Print the data below exactly, but only the lines from the one containing "let h = 0.25 * (b - a);" down to the one containing "let scale = total.iter().fold(0.0_f64, |m, v|", inclusive.

[Stored data]
****************************************
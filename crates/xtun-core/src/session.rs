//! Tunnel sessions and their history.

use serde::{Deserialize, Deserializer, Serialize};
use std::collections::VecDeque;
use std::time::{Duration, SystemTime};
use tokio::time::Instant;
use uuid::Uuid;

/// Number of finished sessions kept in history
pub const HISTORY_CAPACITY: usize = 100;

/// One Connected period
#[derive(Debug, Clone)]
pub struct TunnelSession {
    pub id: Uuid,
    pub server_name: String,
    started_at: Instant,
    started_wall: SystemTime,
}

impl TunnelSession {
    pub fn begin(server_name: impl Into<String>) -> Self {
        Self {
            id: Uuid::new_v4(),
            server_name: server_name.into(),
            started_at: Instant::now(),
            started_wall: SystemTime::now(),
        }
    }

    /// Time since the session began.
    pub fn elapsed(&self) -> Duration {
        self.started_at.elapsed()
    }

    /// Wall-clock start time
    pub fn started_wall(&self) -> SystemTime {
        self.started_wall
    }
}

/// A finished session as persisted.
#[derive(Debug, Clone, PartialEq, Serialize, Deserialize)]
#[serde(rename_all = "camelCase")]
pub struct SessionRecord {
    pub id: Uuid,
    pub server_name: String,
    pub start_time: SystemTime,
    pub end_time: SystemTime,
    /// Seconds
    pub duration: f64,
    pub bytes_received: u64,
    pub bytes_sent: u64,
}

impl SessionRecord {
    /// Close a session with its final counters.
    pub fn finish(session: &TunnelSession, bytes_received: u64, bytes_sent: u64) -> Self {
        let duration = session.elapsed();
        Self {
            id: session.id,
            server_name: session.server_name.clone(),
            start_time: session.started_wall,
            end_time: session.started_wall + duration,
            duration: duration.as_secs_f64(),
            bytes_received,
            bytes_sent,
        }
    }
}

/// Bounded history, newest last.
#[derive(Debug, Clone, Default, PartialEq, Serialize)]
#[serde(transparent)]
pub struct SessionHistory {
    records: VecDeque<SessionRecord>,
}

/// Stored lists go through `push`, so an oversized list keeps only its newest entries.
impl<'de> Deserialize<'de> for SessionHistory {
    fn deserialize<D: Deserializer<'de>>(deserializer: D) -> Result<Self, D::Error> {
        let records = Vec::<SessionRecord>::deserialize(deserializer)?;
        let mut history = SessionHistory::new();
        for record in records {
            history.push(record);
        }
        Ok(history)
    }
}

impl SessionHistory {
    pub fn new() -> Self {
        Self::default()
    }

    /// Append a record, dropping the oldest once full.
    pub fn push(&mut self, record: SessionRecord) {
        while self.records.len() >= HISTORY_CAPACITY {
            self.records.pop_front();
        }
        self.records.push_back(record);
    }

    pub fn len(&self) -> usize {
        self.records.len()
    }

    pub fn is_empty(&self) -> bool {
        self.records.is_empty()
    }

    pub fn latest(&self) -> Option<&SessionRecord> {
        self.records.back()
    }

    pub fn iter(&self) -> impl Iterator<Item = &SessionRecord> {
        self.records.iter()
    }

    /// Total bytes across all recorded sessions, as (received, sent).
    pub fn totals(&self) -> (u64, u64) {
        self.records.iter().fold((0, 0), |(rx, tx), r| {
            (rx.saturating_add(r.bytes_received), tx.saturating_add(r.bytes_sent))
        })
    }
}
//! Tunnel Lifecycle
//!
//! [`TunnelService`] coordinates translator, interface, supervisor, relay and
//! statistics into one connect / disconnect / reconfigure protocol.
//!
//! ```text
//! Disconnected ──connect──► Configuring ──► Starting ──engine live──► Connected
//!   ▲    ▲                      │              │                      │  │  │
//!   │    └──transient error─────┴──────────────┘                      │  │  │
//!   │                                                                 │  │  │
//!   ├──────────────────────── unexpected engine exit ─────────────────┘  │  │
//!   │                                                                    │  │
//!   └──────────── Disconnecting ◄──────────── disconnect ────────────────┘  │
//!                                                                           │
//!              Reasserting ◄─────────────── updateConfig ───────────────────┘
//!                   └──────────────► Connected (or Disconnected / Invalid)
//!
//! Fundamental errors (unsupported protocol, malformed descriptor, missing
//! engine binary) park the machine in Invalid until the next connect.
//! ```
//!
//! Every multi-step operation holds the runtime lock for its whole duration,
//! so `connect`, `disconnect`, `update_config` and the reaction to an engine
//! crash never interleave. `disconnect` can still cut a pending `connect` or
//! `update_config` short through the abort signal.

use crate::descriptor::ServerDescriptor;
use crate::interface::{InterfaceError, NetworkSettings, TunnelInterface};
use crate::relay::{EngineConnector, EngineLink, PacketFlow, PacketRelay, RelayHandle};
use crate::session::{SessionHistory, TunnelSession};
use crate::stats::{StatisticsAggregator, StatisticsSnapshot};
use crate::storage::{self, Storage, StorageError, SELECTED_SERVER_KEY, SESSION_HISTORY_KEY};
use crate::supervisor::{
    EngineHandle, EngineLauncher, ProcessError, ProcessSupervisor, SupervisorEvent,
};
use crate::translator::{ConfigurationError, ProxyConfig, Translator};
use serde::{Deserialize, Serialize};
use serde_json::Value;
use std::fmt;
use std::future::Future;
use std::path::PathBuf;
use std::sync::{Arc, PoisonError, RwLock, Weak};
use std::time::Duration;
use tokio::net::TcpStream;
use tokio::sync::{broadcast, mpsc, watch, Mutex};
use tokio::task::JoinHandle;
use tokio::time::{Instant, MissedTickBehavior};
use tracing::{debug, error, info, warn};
****************************************
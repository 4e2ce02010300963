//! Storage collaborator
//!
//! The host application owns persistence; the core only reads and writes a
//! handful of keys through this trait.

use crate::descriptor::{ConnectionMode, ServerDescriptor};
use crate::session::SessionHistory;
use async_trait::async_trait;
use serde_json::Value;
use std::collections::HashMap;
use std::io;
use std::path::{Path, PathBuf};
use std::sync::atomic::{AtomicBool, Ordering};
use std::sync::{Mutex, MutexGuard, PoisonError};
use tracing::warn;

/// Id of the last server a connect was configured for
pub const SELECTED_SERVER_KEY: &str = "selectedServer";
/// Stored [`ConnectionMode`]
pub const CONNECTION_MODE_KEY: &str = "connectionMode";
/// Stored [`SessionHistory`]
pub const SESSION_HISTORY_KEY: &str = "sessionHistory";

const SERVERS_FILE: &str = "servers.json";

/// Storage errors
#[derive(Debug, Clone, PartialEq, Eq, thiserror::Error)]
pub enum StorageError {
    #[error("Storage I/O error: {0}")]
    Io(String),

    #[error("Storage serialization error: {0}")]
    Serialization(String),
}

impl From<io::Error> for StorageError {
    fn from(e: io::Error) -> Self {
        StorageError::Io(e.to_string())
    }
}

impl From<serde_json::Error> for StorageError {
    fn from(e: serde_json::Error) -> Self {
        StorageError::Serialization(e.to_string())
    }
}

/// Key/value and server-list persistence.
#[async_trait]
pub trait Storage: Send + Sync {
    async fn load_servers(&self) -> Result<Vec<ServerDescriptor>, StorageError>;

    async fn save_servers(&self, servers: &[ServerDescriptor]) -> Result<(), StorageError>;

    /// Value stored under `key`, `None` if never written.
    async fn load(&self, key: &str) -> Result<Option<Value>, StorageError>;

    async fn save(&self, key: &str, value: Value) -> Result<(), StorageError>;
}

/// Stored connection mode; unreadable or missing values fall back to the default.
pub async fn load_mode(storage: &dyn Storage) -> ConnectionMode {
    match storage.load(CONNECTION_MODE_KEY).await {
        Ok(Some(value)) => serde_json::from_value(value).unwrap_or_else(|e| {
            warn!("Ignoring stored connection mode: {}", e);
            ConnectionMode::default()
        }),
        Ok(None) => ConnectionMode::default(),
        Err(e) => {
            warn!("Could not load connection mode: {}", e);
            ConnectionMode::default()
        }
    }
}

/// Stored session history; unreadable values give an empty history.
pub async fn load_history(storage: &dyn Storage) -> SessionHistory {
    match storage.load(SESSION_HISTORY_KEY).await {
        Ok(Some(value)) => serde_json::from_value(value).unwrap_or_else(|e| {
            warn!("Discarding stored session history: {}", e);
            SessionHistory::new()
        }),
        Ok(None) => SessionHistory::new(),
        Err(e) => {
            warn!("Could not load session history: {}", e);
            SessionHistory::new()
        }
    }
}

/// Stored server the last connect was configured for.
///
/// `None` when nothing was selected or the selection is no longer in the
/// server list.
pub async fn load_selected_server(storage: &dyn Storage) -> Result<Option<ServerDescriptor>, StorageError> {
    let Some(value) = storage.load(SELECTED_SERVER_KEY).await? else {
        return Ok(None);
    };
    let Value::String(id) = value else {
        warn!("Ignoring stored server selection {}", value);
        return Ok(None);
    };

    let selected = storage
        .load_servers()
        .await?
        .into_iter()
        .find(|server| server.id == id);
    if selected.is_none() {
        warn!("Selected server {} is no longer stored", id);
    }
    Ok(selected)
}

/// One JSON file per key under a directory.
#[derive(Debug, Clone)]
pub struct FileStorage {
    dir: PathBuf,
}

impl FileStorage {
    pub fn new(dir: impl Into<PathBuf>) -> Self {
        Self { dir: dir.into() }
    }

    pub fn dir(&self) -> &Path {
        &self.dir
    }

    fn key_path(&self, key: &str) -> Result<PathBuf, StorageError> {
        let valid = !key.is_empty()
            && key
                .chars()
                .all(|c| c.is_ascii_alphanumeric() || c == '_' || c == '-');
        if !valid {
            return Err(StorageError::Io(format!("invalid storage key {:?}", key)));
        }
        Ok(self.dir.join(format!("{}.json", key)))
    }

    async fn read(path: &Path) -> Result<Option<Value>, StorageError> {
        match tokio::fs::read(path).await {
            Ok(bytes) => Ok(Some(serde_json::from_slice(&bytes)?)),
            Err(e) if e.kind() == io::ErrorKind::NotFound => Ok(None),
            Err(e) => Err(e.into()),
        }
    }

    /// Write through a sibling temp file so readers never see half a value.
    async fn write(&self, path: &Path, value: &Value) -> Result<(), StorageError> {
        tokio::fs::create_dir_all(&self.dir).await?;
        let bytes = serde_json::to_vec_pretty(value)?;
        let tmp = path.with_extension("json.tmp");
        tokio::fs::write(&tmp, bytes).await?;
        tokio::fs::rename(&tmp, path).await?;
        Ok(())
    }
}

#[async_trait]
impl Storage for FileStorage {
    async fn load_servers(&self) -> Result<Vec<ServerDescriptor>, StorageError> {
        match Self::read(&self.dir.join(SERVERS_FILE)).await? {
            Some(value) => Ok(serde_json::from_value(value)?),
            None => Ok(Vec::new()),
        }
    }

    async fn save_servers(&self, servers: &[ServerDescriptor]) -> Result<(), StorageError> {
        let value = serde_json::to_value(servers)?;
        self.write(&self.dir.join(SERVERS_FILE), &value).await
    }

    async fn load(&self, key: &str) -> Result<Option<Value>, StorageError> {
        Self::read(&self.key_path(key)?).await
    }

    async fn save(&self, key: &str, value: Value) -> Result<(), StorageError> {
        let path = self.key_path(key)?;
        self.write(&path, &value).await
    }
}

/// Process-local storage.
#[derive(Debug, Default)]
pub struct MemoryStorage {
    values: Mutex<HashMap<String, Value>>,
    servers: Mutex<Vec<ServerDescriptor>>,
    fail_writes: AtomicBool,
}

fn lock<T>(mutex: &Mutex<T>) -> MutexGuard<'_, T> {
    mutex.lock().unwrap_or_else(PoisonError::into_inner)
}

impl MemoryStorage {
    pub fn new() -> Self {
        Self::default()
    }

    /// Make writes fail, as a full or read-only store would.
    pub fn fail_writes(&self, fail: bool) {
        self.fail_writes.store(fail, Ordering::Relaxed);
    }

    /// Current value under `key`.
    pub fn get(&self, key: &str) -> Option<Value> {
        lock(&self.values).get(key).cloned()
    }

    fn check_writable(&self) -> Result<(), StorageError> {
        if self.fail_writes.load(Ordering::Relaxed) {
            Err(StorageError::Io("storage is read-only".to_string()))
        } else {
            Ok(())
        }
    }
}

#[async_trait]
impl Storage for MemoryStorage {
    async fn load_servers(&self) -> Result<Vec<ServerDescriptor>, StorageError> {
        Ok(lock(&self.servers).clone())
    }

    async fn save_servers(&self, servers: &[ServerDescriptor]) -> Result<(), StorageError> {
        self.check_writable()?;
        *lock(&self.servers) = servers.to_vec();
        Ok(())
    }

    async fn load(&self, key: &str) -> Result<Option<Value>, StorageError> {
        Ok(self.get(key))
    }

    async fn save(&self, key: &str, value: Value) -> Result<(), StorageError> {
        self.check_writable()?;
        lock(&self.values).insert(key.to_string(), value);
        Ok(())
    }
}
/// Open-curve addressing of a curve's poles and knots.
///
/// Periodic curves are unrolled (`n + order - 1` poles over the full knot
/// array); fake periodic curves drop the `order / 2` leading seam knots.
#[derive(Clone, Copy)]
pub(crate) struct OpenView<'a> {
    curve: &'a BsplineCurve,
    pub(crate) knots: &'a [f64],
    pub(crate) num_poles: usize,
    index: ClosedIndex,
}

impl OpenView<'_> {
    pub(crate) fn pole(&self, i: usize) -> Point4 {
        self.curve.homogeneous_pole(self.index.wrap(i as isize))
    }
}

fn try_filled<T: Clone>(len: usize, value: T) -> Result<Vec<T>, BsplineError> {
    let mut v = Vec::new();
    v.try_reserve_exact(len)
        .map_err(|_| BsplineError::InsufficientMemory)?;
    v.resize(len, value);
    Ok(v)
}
****************************************
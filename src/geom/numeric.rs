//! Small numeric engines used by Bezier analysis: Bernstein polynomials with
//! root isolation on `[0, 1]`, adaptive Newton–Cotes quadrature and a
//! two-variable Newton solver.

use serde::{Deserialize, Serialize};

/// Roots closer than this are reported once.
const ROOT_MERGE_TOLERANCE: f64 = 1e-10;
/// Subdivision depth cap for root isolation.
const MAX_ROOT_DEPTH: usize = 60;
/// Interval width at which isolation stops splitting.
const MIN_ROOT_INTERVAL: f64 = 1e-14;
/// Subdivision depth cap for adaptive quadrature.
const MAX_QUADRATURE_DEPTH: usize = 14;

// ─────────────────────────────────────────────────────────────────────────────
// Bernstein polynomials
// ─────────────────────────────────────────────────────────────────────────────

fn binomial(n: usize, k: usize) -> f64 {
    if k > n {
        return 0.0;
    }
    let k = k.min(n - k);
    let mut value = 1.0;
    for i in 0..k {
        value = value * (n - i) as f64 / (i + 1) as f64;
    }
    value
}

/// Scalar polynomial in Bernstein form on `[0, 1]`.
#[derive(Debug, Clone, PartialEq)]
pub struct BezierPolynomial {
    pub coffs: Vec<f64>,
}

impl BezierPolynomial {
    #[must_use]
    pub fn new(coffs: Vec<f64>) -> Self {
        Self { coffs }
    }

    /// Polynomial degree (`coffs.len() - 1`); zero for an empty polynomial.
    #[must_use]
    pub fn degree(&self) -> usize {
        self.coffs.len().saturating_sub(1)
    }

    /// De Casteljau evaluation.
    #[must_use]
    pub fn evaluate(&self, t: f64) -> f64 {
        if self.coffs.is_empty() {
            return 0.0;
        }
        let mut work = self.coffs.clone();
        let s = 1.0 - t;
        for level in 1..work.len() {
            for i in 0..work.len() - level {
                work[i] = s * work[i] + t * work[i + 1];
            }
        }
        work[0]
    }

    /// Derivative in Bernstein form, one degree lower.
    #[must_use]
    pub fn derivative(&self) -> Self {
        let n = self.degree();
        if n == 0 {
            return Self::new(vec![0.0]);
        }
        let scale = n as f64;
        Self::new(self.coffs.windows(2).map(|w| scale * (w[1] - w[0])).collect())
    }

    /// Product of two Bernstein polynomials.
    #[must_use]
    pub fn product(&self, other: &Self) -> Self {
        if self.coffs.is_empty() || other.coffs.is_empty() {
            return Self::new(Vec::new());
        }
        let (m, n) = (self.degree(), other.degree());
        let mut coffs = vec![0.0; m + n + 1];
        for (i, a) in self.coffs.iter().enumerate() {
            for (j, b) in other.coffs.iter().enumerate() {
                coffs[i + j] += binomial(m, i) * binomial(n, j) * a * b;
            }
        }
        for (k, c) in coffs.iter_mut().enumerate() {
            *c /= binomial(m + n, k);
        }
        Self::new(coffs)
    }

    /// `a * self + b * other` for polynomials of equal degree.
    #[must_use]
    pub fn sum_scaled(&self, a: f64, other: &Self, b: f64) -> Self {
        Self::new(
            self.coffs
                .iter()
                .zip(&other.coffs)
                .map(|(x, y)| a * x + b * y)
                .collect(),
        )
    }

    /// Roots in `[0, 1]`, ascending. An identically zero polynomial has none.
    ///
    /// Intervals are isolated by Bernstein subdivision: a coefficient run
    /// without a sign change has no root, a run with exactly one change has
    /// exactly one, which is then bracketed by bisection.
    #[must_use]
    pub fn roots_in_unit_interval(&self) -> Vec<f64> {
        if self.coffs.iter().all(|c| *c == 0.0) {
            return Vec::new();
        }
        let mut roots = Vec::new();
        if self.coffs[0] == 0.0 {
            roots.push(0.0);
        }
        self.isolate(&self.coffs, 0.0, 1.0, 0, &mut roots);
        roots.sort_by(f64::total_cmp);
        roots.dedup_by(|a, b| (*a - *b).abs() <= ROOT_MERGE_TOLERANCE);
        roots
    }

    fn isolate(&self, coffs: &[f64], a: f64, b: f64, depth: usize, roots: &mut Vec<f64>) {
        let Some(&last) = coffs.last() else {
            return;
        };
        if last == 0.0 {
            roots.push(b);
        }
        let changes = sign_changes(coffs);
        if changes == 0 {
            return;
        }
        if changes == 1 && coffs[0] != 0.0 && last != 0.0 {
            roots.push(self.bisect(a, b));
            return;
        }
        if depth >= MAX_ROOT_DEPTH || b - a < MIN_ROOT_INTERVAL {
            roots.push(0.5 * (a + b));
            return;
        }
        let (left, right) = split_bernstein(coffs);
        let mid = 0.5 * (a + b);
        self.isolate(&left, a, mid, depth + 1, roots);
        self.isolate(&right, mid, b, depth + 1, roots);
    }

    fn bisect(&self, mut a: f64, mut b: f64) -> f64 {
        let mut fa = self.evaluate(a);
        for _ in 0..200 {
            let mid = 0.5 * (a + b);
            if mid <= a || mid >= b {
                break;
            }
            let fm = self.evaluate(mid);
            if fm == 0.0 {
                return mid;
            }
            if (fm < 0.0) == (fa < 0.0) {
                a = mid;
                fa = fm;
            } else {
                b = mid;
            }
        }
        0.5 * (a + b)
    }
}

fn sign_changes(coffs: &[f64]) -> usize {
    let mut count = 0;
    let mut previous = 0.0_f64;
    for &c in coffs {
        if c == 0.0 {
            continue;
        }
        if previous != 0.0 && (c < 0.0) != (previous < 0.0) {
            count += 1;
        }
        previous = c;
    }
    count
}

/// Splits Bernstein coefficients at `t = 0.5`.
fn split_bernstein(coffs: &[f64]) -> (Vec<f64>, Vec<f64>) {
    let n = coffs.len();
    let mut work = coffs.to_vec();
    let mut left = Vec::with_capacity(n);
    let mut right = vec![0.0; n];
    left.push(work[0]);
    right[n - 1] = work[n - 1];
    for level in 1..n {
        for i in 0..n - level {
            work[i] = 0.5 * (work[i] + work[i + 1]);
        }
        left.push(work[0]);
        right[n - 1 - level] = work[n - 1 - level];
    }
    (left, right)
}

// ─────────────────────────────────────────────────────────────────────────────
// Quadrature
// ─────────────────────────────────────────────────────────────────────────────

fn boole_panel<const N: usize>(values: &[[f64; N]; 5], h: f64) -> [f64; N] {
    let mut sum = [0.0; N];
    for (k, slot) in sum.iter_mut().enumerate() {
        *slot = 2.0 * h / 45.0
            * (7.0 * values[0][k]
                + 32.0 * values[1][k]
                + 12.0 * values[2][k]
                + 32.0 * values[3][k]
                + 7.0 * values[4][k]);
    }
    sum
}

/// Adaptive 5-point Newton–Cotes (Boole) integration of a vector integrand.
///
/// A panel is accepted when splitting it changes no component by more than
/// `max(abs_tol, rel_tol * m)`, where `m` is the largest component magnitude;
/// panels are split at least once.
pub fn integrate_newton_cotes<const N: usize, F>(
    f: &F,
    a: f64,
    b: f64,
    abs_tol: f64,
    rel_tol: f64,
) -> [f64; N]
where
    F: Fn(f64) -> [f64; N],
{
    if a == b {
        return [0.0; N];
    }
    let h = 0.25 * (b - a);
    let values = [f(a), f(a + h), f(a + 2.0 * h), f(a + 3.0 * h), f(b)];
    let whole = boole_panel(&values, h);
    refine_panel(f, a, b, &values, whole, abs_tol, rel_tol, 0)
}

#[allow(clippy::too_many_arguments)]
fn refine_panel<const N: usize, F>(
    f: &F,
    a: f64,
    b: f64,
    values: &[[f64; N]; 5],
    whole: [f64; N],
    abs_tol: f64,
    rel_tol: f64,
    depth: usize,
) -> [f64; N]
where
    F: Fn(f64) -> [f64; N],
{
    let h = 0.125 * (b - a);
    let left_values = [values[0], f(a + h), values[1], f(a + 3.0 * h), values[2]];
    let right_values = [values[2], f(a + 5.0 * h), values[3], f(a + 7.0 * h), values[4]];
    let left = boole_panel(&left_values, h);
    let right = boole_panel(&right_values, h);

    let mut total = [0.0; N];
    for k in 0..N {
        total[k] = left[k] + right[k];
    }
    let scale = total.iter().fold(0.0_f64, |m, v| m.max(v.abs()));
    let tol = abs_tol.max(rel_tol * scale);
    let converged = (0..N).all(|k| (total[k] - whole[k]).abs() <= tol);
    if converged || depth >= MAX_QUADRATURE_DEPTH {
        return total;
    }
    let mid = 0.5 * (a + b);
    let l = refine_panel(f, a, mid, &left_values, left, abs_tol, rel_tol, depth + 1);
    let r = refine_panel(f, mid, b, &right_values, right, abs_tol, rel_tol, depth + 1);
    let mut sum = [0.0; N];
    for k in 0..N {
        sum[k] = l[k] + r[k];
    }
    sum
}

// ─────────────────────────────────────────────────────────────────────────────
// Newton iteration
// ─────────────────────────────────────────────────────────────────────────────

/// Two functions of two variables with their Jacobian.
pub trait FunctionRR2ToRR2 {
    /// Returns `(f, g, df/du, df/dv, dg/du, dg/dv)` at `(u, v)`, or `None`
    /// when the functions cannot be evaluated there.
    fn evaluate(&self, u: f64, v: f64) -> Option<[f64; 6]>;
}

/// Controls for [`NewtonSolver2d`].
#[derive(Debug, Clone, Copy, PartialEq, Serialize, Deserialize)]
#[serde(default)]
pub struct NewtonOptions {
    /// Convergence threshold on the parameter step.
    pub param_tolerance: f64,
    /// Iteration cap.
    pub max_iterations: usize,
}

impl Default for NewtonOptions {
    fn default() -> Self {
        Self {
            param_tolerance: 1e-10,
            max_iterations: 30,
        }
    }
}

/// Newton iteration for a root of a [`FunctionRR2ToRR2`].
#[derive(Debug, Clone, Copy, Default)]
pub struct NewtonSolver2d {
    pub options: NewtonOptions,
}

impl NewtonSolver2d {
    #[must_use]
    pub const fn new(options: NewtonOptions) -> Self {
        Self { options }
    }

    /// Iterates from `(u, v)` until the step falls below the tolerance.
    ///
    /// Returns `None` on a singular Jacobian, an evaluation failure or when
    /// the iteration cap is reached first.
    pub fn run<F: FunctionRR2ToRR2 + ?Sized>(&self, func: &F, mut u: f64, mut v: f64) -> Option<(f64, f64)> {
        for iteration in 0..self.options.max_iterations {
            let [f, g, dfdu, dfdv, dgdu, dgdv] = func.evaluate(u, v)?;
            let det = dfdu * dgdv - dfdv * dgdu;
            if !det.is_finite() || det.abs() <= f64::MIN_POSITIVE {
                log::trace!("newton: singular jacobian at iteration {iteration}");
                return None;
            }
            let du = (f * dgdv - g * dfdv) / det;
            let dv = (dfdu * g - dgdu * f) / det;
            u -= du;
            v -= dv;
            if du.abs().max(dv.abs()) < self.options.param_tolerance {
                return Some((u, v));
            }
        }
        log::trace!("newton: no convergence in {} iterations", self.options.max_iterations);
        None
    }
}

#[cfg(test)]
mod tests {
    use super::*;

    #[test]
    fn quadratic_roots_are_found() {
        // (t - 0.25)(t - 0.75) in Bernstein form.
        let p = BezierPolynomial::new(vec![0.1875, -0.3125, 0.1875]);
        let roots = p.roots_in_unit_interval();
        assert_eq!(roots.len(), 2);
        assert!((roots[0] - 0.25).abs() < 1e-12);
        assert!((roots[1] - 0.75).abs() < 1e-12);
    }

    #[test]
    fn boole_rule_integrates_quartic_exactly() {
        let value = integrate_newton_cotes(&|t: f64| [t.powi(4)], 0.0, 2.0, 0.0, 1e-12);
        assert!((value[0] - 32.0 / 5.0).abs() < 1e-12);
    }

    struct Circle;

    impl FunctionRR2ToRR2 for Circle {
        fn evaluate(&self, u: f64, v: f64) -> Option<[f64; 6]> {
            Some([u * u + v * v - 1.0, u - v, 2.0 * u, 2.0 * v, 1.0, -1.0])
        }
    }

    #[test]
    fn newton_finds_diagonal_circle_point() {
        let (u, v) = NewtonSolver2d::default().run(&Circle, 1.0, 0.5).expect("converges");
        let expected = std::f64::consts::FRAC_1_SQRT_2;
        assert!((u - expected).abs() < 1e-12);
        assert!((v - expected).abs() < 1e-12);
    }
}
****************************************
Solution to this task.
    let h = 0.25 * (b - a);
    let values = [f(a), f(a + h), f(a + 2.0 * h), f(a + 3.0 * h), f(b)];
    let whole = boole_panel(&values, h);
    refine_panel(f, a, b, &values, whole, abs_tol, rel_tol, 0)
}

#[allow(clippy::too_many_arguments)]
fn refine_panel<const N: usize, F>(
    f: &F,
    a: f64,
    b: f64,
    values: &[[f64; N]; 5],
    whole: [f64; N],
    abs_tol: f64,
    rel_tol: f64,
    depth: usize,
) -> [f64; N]
where
    F: Fn(f64) -> [f64; N],
{
    let h = 0.125 * (b - a);
    let left_values = [values[0], f(a + h), values[1], f(a + 3.0 * h), values[2]];
    let right_values = [values[2], f(a + 5.0 * h), values[3], f(a + 7.0 * h), values[4]];
    let left = boole_panel(&left_values, h);
    let right = boole_panel(&right_values, h);

    let mut total = [0.0; N];
    for k in 0..N {
        total[k] = left[k] + right[k];
    }
    let scale = total.iter().fold(0.0_f64, |m, v| m.max(v.abs()));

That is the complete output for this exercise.